We decided we should be done having children, and I grieved that my body couldn’t endure  pregnancy any longer. I tried my best to change the desire for more babies and was determined to be okay with the idea. But, the deep yearning for a daughter never went away.

Five years later, I saw my doctor for a yearly checkup, and she asked if I was going to have any more children. I looked at her like she was crazy and said, “do you remember my history?”

She laughed and said that if we wanted to have more children, there were shots I could take to help me stay pregnant. When I shared this with my husband he opened up that the desire for another baby was still there for him too. All of the emotions came flooding – were we ready to try this journey again? What if we lose another baby? What if I am separated from my family again in the hospital? Am I strong enough to try one more time?

We discussed how we had already been through the worst that could happen and we knew if it happened again we would be able to get through it. We thought of other what if’s. What if this does work? What if I have a healthy pregnancy? What if we get our girl? I knew that if I could overcome all my fears and if good came from this choice, such great healing could happen.

In October of 2017 we got a positive pregnancy test. We chose in that moment to walk this next chapter trying not to let fear engulf us. Every hour of the pregnancy I soaked up as if it could be my last.
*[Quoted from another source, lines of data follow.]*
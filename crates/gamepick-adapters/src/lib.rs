//! Upstream source contracts and their Steam-backed implementations.

use std::sync::Arc;

use async_trait::async_trait;
use chrono::{DateTime, NaiveDate};
use gamepick_core::{CatalogCursor, EntryId};
use gamepick_storage::{is_rate_limit, FetchError, FetchedResponse, HttpFetcher, RetryDisposition};
use scraper::{Html, Selector};
use serde::de::DeserializeOwned;
use serde::Deserialize;
use thiserror::Error;
use tracing::debug;

const STORE_COOKIE: &str =
    "wants_mature_content=1; birthtime=946652401; lastagecheckage=1-January-2000";
const STORE_LANGUAGE: &str = "ko-KR,en-US;q=0.9,en;q=0.8";
const DEFAULT_PAGE_SIZE: u32 = 10_000;

#[derive(Debug, Error)]
pub enum SourceError {
    #[error("rate limited with status {0}")]
    RateLimited(u16),
    #[error("unexpected status {0}")]
    Status(u16),
    #[error("request failed: {message}")]
    Request { message: String, retryable: bool },
    #[error("could not decode body: {0}")]
    Decode(String),
    #[error("store page has no title")]
    RegionLock,
    #[error("store page is missing {0}")]
    MissingField(&'static str),
}

impl SourceError {
    pub fn is_rate_limited(&self) -> bool {
        matches!(self, SourceError::RateLimited(_))
    }

    pub fn is_retryable(&self) -> bool {
        match self {
            SourceError::RateLimited(_) => true,
            SourceError::Status(code) => (500..600).contains(code),
            SourceError::Request { retryable, .. } => *retryable,
            SourceError::Decode(_) | SourceError::RegionLock | SourceError::MissingField(_) => {
                false
            }
        }
    }
}

impl From<FetchError> for SourceError {
    fn from(err: FetchError) -> Self {
        SourceError::Request {
            retryable: err.disposition() == RetryDisposition::Retryable,
            message: err.to_string(),
        }
    }
}

fn check_status(resp: &FetchedResponse) -> Result<(), SourceError> {
    if resp.is_success() {
        Ok(())
    } else if is_rate_limit(resp.status) {
        Err(SourceError::RateLimited(resp.status.as_u16()))
    } else {
        Err(SourceError::Status(resp.status.as_u16()))
    }
}

fn decode_json<T: DeserializeOwned>(body: &[u8]) -> Result<T, SourceError> {
    serde_json::from_slice(body).map_err(|e| SourceError::Decode(e.to_string()))
}

/// One page of the catalog listing.
#[derive(Debug, Clone, PartialEq, Eq, Default)]
pub struct CatalogPage {
    pub ids: Vec<EntryId>,
    pub has_more: bool,
    pub last_id: Option<EntryId>,
}

/// Descriptive fields scraped from the store page (source A).
#[derive(Debug, Clone, PartialEq, Eq)]
pub struct StorePage {
    pub title: String,
    pub description: String,
    pub header_image: String,
    pub genres: Vec<String>,
}

/// Release metadata (source B).
#[derive(Debug, Clone, Copy, PartialEq, Eq, Default)]
pub struct ReleaseInfo {
    pub release_date: Option<NaiveDate>,
}

/// Community statistics (source C).
#[derive(Debug, Clone, PartialEq, Eq, Deserialize)]
pub struct ReviewStats {
    pub positive: u64,
    pub negative: u64,
    pub owners: String,
}

#[async_trait]
pub trait CatalogSource: Send + Sync {
    /// Whether the source has everything it needs to issue requests.
    fn is_configured(&self) -> bool {
        true
    }

    async fn fetch_page(&self, cursor: &CatalogCursor) -> Result<CatalogPage, SourceError>;
}

#[async_trait]
pub trait DetailSource: Send + Sync {
    async fn store_page(&self, id: EntryId) -> Result<StorePage, SourceError>;

    async fn release_info(&self, id: EntryId) -> Result<ReleaseInfo, SourceError>;

    async fn review_stats(&self, id: EntryId) -> Result<ReviewStats, SourceError>;
}

#[async_trait]
pub trait MetricSource: Send + Sync {
    async fn current_value(&self, id: EntryId) -> Result<u64, SourceError>;
}

#[derive(Debug, Deserialize)]
struct AppListBody {
    #[serde(default)]
    response: AppListResponse,
}

#[derive(Debug, Default, Deserialize)]
struct AppListResponse {
    #[serde(default)]
    apps: Vec<AppListItem>,
    #[serde(default)]
    have_more_results: bool,
    #[serde(default)]
    last_appid: Option<EntryId>,
}

#[derive(Debug, Deserialize)]
struct AppListItem {
    appid: EntryId,
}

pub fn parse_app_list(body: &[u8]) -> Result<CatalogPage, SourceError> {
    let parsed: AppListBody = decode_json(body)?;
    let response = parsed.response;
    Ok(CatalogPage {
        ids: response.apps.into_iter().map(|app| app.appid).collect(),
        has_more: response.have_more_results,
        last_id: response.last_appid,
    })
}

fn text_or_none(value: String) -> Option<String> {
    let trimmed = value.trim().to_string();
    if trimmed.is_empty() {
        None
    } else {
        Some(trimmed)
    }
}

fn selector(raw: &str) -> Result<Selector, SourceError> {
    Selector::parse(raw).map_err(|e| SourceError::Decode(e.to_string()))
}

fn select_first_text(document: &Html, raw: &str) -> Result<Option<String>, SourceError> {
    let sel = selector(raw)?;
    Ok(document
        .select(&sel)
        .next()
        .and_then(|n| text_or_none(n.text().collect::<String>())))
}

fn select_all_texts(document: &Html, raw: &str) -> Result<Vec<String>, SourceError> {
    let sel = selector(raw)?;
    Ok(document
        .select(&sel)
        .filter_map(|n| text_or_none(n.text().collect::<String>()))
        .collect())
}

fn select_first_attr(document: &Html, raw: &str, attr: &str) -> Result<Option<String>, SourceError> {
    let sel = selector(raw)?;
    Ok(document
        .select(&sel)
        .next()
        .and_then(|n| n.value().attr(attr))
        .and_then(|s| text_or_none(s.to_string())))
}

/// Extracts the descriptive fields from a store page. A page without a
/// title is what Steam serves for region-locked apps.
pub fn parse_store_page(html: &str) -> Result<StorePage, SourceError> {
    let document = Html::parse_document(html);

    let title = select_first_text(&document, "div#appHubAppName")?.ok_or(SourceError::RegionLock)?;
    let description = select_first_attr(&document, r#"meta[name="Description"]"#, "content")?
        .ok_or(SourceError::MissingField("description"))?;
    let header_image = select_first_attr(&document, r#"meta[property="og:image"]"#, "content")?
        .ok_or(SourceError::MissingField("header_image"))?;
    let genres = select_all_texts(
        &document,
        r#"div#genresAndManufacturer > span > a[href^="https://store.steampowered.com/genre"]"#,
    )?;
    if genres.is_empty() {
        debug!(%title, "store page lists no genres");
    }

    Ok(StorePage {
        title,
        description,
        header_image,
        genres,
    })
}

/// Reads `data.<id>.common.steam_release_date` (unix seconds as a string).
pub fn parse_release_info(id: EntryId, body: &[u8]) -> Result<ReleaseInfo, SourceError> {
    let value: serde_json::Value = decode_json(body)?;
    let raw = value
        .get("data")
        .and_then(|data| data.get(id.to_string()))
        .and_then(|app| app.get("common"))
        .and_then(|common| common.get("steam_release_date"));

    let seconds = match raw {
        None | Some(serde_json::Value::Null) => return Ok(ReleaseInfo::default()),
        Some(serde_json::Value::String(text)) => text
            .trim()
            .parse::<i64>()
            .map_err(|e| SourceError::Decode(format!("steam_release_date {text:?}: {e}")))?,
        Some(serde_json::Value::Number(number)) => number
            .as_i64()
            .ok_or_else(|| SourceError::Decode(format!("steam_release_date {number}")))?,
        Some(other) => {
            return Err(SourceError::Decode(format!("steam_release_date {other}")));
        }
    };

    let release_date = DateTime::from_timestamp(seconds, 0)
        .map(|dt| dt.date_naive())
        .ok_or_else(|| SourceError::Decode(format!("steam_release_date {seconds} out of range")))?;
    Ok(ReleaseInfo {
        release_date: Some(release_date),
    })
}

pub fn parse_review_stats(body: &[u8]) -> Result<ReviewStats, SourceError> {
    decode_json(body)
}

#[derive(Debug, Deserialize)]
struct PlayerCountBody {
    response: PlayerCountResponse,
}

#[derive(Debug, Deserialize)]
struct PlayerCountResponse {
    player_count: Option<u64>,
}

pub fn parse_player_count(body: &[u8]) -> Result<u64, SourceError> {
    let parsed: PlayerCountBody = decode_json(body)?;
    parsed
        .response
        .player_count
        .ok_or_else(|| SourceError::Decode("response.player_count missing".into()))
}

/// Base URLs of the upstreams, overridable for mirrors and local testing.
#[derive(Debug, Clone, PartialEq, Eq)]
pub struct SteamEndpoints {
    pub web_api: String,
    pub store: String,
    pub steamcmd: String,
    pub steamspy: String,
}

impl Default for SteamEndpoints {
    fn default() -> Self {
        Self {
            web_api: "https://api.steampowered.com".into(),
            store: "https://store.steampowered.com".into(),
            steamcmd: "https://api.steamcmd.net".into(),
            steamspy: "https://steamspy.com".into(),
        }
    }
}

impl SteamEndpoints {
    pub fn app_list_url(&self, key: &str, cursor: &CatalogCursor, page_size: u32) -> String {
        let mut url = format!(
            "{}/IStoreService/GetAppList/v1/?key={key}&include_games=true&include_dlc=false\
             &include_software=false&include_videos=false&include_hardware=false&max_results={page_size}",
            self.web_api
        );
        if let Some(watermark) = cursor.last_modified_watermark {
            url.push_str(&format!("&if_modified_since={}", watermark.timestamp()));
        }
        if let Some(last_id) = cursor.last_seen_id {
            url.push_str(&format!("&last_appid={last_id}"));
        }
        url
    }

    pub fn store_page_url(&self, id: EntryId) -> String {
        format!("{}/app/{id}", self.store)
    }

    pub fn release_info_url(&self, id: EntryId) -> String {
        format!("{}/v1/info/{id}", self.steamcmd)
    }

    pub fn review_stats_url(&self, id: EntryId) -> String {
        format!("{}/api.php?request=appdetails&appid={id}", self.steamspy)
    }

    pub fn player_count_url(&self, id: EntryId) -> String {
        format!(
            "{}/ISteamUserStats/GetNumberOfCurrentPlayers/v1/?appid={id}",
            self.web_api
        )
    }
}

pub struct HttpCatalogSource {
    http: Arc<HttpFetcher>,
    endpoints: SteamEndpoints,
    steam_key: Option<String>,
}

impl HttpCatalogSource {
    pub fn new(http: Arc<HttpFetcher>, endpoints: SteamEndpoints, steam_key: Option<String>) -> Self {
        Self {
            http,
            endpoints,
            steam_key,
        }
    }
}

#[async_trait]
impl CatalogSource for HttpCatalogSource {
    fn is_configured(&self) -> bool {
        self.steam_key.as_deref().is_some_and(|key| !key.is_empty())
    }

    async fn fetch_page(&self, cursor: &CatalogCursor) -> Result<CatalogPage, SourceError> {
        let key = self.steam_key.as_deref().unwrap_or_default();
        let url = self.endpoints.app_list_url(key, cursor, DEFAULT_PAGE_SIZE);
        let resp = self.http.get("steam-web-api", &url, &[]).await?;
        check_status(&resp)?;
        parse_app_list(&resp.body)
    }
}

pub struct HttpDetailSource {
    http: Arc<HttpFetcher>,
    endpoints: SteamEndpoints,
}

impl HttpDetailSource {
    pub fn new(http: Arc<HttpFetcher>, endpoints: SteamEndpoints) -> Self {
        Self { http, endpoints }
    }
}

#[async_trait]
impl DetailSource for HttpDetailSource {
    async fn store_page(&self, id: EntryId) -> Result<StorePage, SourceError> {
        let url = self.endpoints.store_page_url(id);
        let resp = self
            .http
            .get(
                "steam-store",
                &url,
                &[("cookie", STORE_COOKIE), ("accept-language", STORE_LANGUAGE)],
            )
            .await?;
        check_status(&resp)?;
        let content_type = resp.content_type.as_deref().unwrap_or_default();
        if !content_type.starts_with("text/html") {
            return Err(SourceError::Decode(format!(
                "expected text/html, got {content_type:?}"
            )));
        }
        parse_store_page(&String::from_utf8_lossy(&resp.body))
    }

    async fn release_info(&self, id: EntryId) -> Result<ReleaseInfo, SourceError> {
        let url = self.endpoints.release_info_url(id);
        let resp = self.http.get("steamcmd", &url, &[]).await?;
        check_status(&resp)?;
        parse_release_info(id, &resp.body)
    }

    async fn review_stats(&self, id: EntryId) -> Result<ReviewStats, SourceError> {
        let url = self.endpoints.review_stats_url(id);
        let resp = self.http.get("steamspy", &url, &[]).await?;
        check_status(&resp)?;
        parse_review_stats(&resp.body)
    }
}

pub struct HttpMetricSource {
    http: Arc<HttpFetcher>,
    endpoints: SteamEndpoints,
}

impl HttpMetricSource {
    pub fn new(http: Arc<HttpFetcher>, endpoints: SteamEndpoints) -> Self {
        Self { http, endpoints }
    }
}

#[async_trait]
impl MetricSource for HttpMetricSource {
    async fn current_value(&self, id: EntryId) -> Result<u64, SourceError> {
        let url = self.endpoints.player_count_url(id);
        let resp = self.http.get("steam-web-api", &url, &[]).await?;
        check_status(&resp)?;
        parse_player_count(&resp.body)
    }
}
//! Runs jobs end to end: registry slot, dedicated log files, the job body,
//! then background compression of the run's logs.

use std::sync::Arc;
use std::time::Duration;

use anyhow::Context;
use chrono::{DateTime, Utc};
use gamepick_adapters::{
    CatalogSource, DetailSource, HttpCatalogSource, HttpDetailSource, HttpMetricSource,
    MetricSource, SteamEndpoints,
};
use gamepick_core::{JobKind, RunSummary};
use gamepick_storage::{
    run_log_paths, CatalogStore, HttpClientConfig, HttpFetcher, LogLifecycle, PgStore, RateGate,
    RunLogPaths,
};
use serde::Serialize;
use tokio::task::JoinHandle;
use tokio_cron_scheduler::{Job, JobScheduler};
use tracing::instrument::WithSubscriber;
use tracing::{error, info, warn};

use crate::catalog::CatalogSync;
use crate::enrich::DetailEnricher;
use crate::registry::{JobRegistry, RunGuard, SummaryHandle};
use crate::sample::Sampler;
use crate::telemetry::RunLogSink;
use crate::{SyncConfig, SyncError};

/// Upstream adapters used by the jobs.
#[derive(Clone)]
pub struct Sources {
    pub catalog: Arc<dyn CatalogSource>,
    pub details: Arc<dyn DetailSource>,
    pub metrics: Arc<dyn MetricSource>,
}

impl Sources {
    pub fn steam(config: &SyncConfig) -> anyhow::Result<Self> {
        let http = Arc::new(HttpFetcher::new(HttpClientConfig {
            timeout: Duration::from_secs(config.http_timeout_secs),
            user_agent: Some(config.user_agent.clone()),
            ..Default::default()
        })?);
        let endpoints = SteamEndpoints::default();
        Ok(Self {
            catalog: Arc::new(HttpCatalogSource::new(
                http.clone(),
                endpoints.clone(),
                config.steam_key.clone(),
            )),
            details: Arc::new(HttpDetailSource::new(http.clone(), endpoints.clone())),
            metrics: Arc::new(HttpMetricSource::new(http, endpoints)),
        })
    }
}

/// Outcome of one run. Always names the log files, even when the body failed.
#[derive(Debug)]
pub struct RunReport {
    pub job: JobKind,
    pub summary: RunSummary,
    pub logs: RunLogPaths,
    pub error: Option<String>,
    /// Completes once the run's log files are gzipped.
    pub compression: JoinHandle<()>,
}

#[derive(Debug, Clone, Copy, PartialEq, Eq, Serialize)]
pub struct HealthStatus {
    pub job: JobKind,
    pub healthy: bool,
    pub last_success_at: Option<DateTime<Utc>>,
}

/// Healthy when the job's last full success is younger than `staleness`.
pub async fn health_check(
    store: &dyn CatalogStore,
    job: JobKind,
    now: DateTime<Utc>,
    staleness: Duration,
) -> Result<HealthStatus, SyncError> {
    let state = store.load_job_state(job.health_key()).await?;
    let last_success_at = state.and_then(|s| s.last_success_at);
    let max_age = chrono::Duration::from_std(staleness).context("staleness out of range")?;
    Ok(HealthStatus {
        job,
        healthy: last_success_at.is_some_and(|at| now - at < max_age),
        last_success_at,
    })
}

pub struct JobRunner {
    config: SyncConfig,
    store: Arc<dyn CatalogStore>,
    sources: Sources,
    registry: Arc<JobRegistry>,
    logs: LogLifecycle,
    detail_gate: Arc<RateGate>,
    metric_gate: Arc<RateGate>,
}

impl JobRunner {
    pub fn new(config: SyncConfig, store: Arc<dyn CatalogStore>, sources: Sources) -> Self {
        let logs = LogLifecycle::new(config.log_root.clone(), config.log_archive_root.clone());
        Self {
            config,
            store,
            sources,
            registry: JobRegistry::new(),
            logs,
            detail_gate: Arc::new(RateGate::new()),
            metric_gate: Arc::new(RateGate::new()),
        }
    }

    /// Connects to Postgres and wires the Steam-backed sources.
    pub async fn connect(config: SyncConfig) -> anyhow::Result<Self> {
        let store = PgStore::connect(&config.database_url)
            .await
            .context("connecting to database")?;
        let sources = Sources::steam(&config)?;
        Ok(Self::new(config, Arc::new(store), sources))
    }

    pub fn config(&self) -> &SyncConfig {
        &self.config
    }

    pub fn registry(&self) -> &Arc<JobRegistry> {
        &self.registry
    }

    pub async fn health(&self, job: JobKind) -> Result<HealthStatus, SyncError> {
        health_check(self.store.as_ref(), job, Utc::now(), self.config.staleness(job)).await
    }

    /// Runs `job` to completion on the current task.
    pub async fn run(&self, job: JobKind) -> Result<RunReport, SyncError> {
        let guard = self.registry.try_acquire(job, Utc::now())?;
        Ok(self.execute(guard).await)
    }

    /// Claims the registry slot now and runs the job on a background task.
    pub fn start(self: &Arc<Self>, job: JobKind) -> Result<JoinHandle<RunReport>, SyncError> {
        let guard = self.registry.try_acquire(job, Utc::now())?;
        let runner = Arc::clone(self);
        Ok(tokio::spawn(async move { runner.execute(guard).await }))
    }

    async fn execute(&self, guard: RunGuard) -> RunReport {
        let job = guard.job();
        let started_at = guard.summary().snapshot().started_at;
        let paths = match self.logs.allocate(job.as_str(), started_at).await {
            Ok(paths) => paths,
            Err(err) => {
                warn!(job = %job, error = %err, "could not allocate run log directory");
                run_log_paths(self.logs.root(), job.as_str(), started_at)
            }
        };

        let sink = match RunLogSink::open(&paths, &self.config.log_filter) {
            Ok(sink) => Some(sink),
            Err(err) => {
                warn!(job = %job, error = %err, "run logs unavailable, logging to console only");
                None
            }
        };
        let summary = guard.summary().clone();
        let body = async move {
            let outcome = self.run_body(job, summary.clone()).await;
            let snapshot = summary.snapshot();
            match &outcome {
                Ok(()) => info!(
                    job = %job,
                    elapsed = %snapshot.elapsed,
                    success = snapshot.success,
                    failures = snapshot.total_failures(),
                    "job finished"
                ),
                Err(err) => error!(job = %job, elapsed = %snapshot.elapsed, error = %err, "job failed"),
            }
            outcome
        };
        let outcome = match sink.as_ref().map(RunLogSink::dispatch) {
            Some(dispatch) => body.with_subscriber(dispatch).await,
            None => body.await,
        };
        drop(sink);

        let compression = self.logs.compress_in_background(paths.files());
        let summary = guard.summary().snapshot();
        drop(guard);

        RunReport {
            job,
            summary,
            logs: paths,
            error: outcome.err().map(|err| err.to_string()),
            compression,
        }
    }

    async fn run_body(&self, job: JobKind, summary: SummaryHandle) -> Result<(), SyncError> {
        info!(job = %job, "job started");
        match job {
            JobKind::GameInfo => {
                let mut catalog =
                    CatalogSync::new(self.store.clone(), self.sources.catalog.clone());
                catalog.init().await?;
                catalog.run().await?;
                DetailEnricher::new(
                    self.store.clone(),
                    self.sources.details.clone(),
                    self.detail_gate.clone(),
                    self.config.enrich,
                    summary,
                )
                .run()
                .await?;
            }
            JobKind::PlayerCount => {
                Sampler::new(
                    self.store.clone(),
                    self.sources.metrics.clone(),
                    self.metric_gate.clone(),
                    self.config.sample,
                    summary,
                )
                .run()
                .await?;
            }
        }
        Ok(())
    }

    /// Cron jobs for both kinds, or `None` when scheduling is disabled.
    pub async fn maybe_build_scheduler(self: &Arc<Self>) -> anyhow::Result<Option<JobScheduler>> {
        if !self.config.scheduler_enabled {
            return Ok(None);
        }

        let sched = JobScheduler::new().await.context("creating scheduler")?;
        for (kind, cron) in [
            (JobKind::GameInfo, &self.config.game_info_cron),
            (JobKind::PlayerCount, &self.config.player_count_cron),
        ] {
            let runner = Arc::clone(self);
            let job = Job::new_async(cron.as_str(), move |_uuid, _l| {
                let runner = Arc::clone(&runner);
                Box::pin(async move {
                    match runner.run(kind).await {
                        Ok(report) => {
                            info!(job = %kind, log = %report.logs.log.display(), "scheduled run finished")
                        }
                        Err(SyncError::AlreadyRunning(_)) => {
                            info!(job = %kind, "previous run still active, tick skipped")
                        }
                        Err(err) => error!(job = %kind, error = %err, "scheduled run failed"),
                    }
                })
            })
            .with_context(|| format!("creating scheduler job for cron {cron}"))?;
            sched.add(job).await.context("adding scheduler job")?;
        }
        Ok(Some(sched))
    }
}
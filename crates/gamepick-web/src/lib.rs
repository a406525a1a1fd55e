//! Axum surface for operators: job health, live run status and manual triggers.

use std::sync::Arc;

use axum::{
    extract::{Path as AxumPath, State},
    http::StatusCode,
    response::{IntoResponse, Response},
    routing::{get, post},
    Json, Router,
};
use chrono::{DateTime, Utc};
use gamepick_core::{JobKind, RunSummary};
use gamepick_sync::{HealthStatus, JobRunner, SyncError};
use serde::Serialize;
use tokio::net::TcpListener;
use tracing::{error, info};

#[derive(Clone)]
pub struct AppState {
    pub runner: Arc<JobRunner>,
}

impl AppState {
    pub fn new(runner: Arc<JobRunner>) -> Self {
        Self { runner }
    }
}

#[derive(Debug, Serialize)]
struct HealthReport {
    healthy: bool,
    jobs: Vec<HealthStatus>,
}

#[derive(Debug, Serialize)]
struct JobStatus {
    job: JobKind,
    active: bool,
    skipped: u64,
    summary: Option<RunSummary>,
}

#[derive(Debug, Serialize)]
struct TriggerAccepted {
    job: JobKind,
    accepted_at: DateTime<Utc>,
}

#[derive(Debug, Serialize)]
struct ErrorBody {
    error: String,
}

fn error_response(status: StatusCode, message: impl Into<String>) -> Response {
    (
        status,
        Json(ErrorBody {
            error: message.into(),
        }),
    )
        .into_response()
}

fn parse_job(name: &str) -> Result<JobKind, Response> {
    JobKind::parse(name)
        .ok_or_else(|| error_response(StatusCode::NOT_FOUND, format!("unknown job {name}")))
}

fn server_error(err: SyncError) -> Response {
    error!(error = %err, "request failed");
    error_response(StatusCode::INTERNAL_SERVER_ERROR, err.to_string())
}

pub fn app(state: AppState) -> Router {
    Router::new()
        .route("/health", get(health_handler))
        .route("/health/{job}", get(job_health_handler))
        .route("/status/{job}", get(status_handler))
        .route("/trigger/{job}", post(trigger_handler))
        .with_state(Arc::new(state))
}

pub async fn serve(runner: Arc<JobRunner>) -> anyhow::Result<()> {
    let bind = runner.config().bind_addr.clone();
    let listener = TcpListener::bind(&bind).await?;
    info!(bind = %bind, "http server listening");
    axum::serve(listener, app(AppState::new(runner))).await?;
    Ok(())
}

fn health_code(healthy: bool) -> StatusCode {
    if healthy {
        StatusCode::OK
    } else {
        StatusCode::SERVICE_UNAVAILABLE
    }
}

async fn health_handler(State(state): State<Arc<AppState>>) -> Response {
    let mut jobs = Vec::with_capacity(JobKind::ALL.len());
    for job in JobKind::ALL {
        match state.runner.health(job).await {
            Ok(status) => jobs.push(status),
            Err(err) => return server_error(err),
        }
    }
    let healthy = jobs.iter().all(|status| status.healthy);
    (health_code(healthy), Json(HealthReport { healthy, jobs })).into_response()
}

async fn job_health_handler(
    State(state): State<Arc<AppState>>,
    AxumPath(name): AxumPath<String>,
) -> Response {
    let job = match parse_job(&name) {
        Ok(job) => job,
        Err(resp) => return resp,
    };
    match state.runner.health(job).await {
        Ok(status) => (health_code(status.healthy), Json(status)).into_response(),
        Err(err) => server_error(err),
    }
}

async fn status_handler(
    State(state): State<Arc<AppState>>,
    AxumPath(name): AxumPath<String>,
) -> Response {
    let job = match parse_job(&name) {
        Ok(job) => job,
        Err(resp) => return resp,
    };
    let registry = state.runner.registry();
    Json(JobStatus {
        job,
        active: registry.is_active(job),
        skipped: registry.skipped(job),
        summary: registry.summary(job),
    })
    .into_response()
}

async fn trigger_handler(
    State(state): State<Arc<AppState>>,
    AxumPath(name): AxumPath<String>,
) -> Response {
    let job = match parse_job(&name) {
        Ok(job) => job,
        Err(resp) => return resp,
    };
    if !state.runner.config().manual_trigger_allowed() {
        return error_response(
            StatusCode::FORBIDDEN,
            "manual triggers are only available in development",
        );
    }
    match state.runner.start(job) {
        Ok(_handle) => {
            info!(job = %job, "manual trigger accepted");
            (
                StatusCode::ACCEPTED,
                Json(TriggerAccepted {
                    job,
                    accepted_at: Utc::now(),
                }),
            )
                .into_response()
        }
        Err(SyncError::AlreadyRunning(_)) => {
            error_response(StatusCode::CONFLICT, format!("{job} is already running"))
        }
        Err(err) => server_error(err),
    }
}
This simple joy grew beyond our imaginations when we found out 18 weeks later that it was a girl!  I can’t honestly say it was an easy 9 months, and there were many moments, even whole days where I allowed myself to be engulfed in fear. But I chose to just sit with it. I knew somehow it was a part of the healing and would weave its way in and out life. The progesterone shots I received weekly beginning at 16 weeks kept our sweet girl safe until 37 weeks, and on June 13, 2018 our second daughter, Genevieve Claire was born. I have tried many times but can’t yet put into words what that day was like. In and since her birth there has been so much healing for my husband and I that multiplies each day. In some ways we miss our Adelaide Katherine even more now that we see what she could have been, but we count it as joy that we got the opportunity to have the dreams we did for Adelaide. Her life helped save Delton and Genevieve and taught us so much about suffering, healing, and true, life-shattering joy.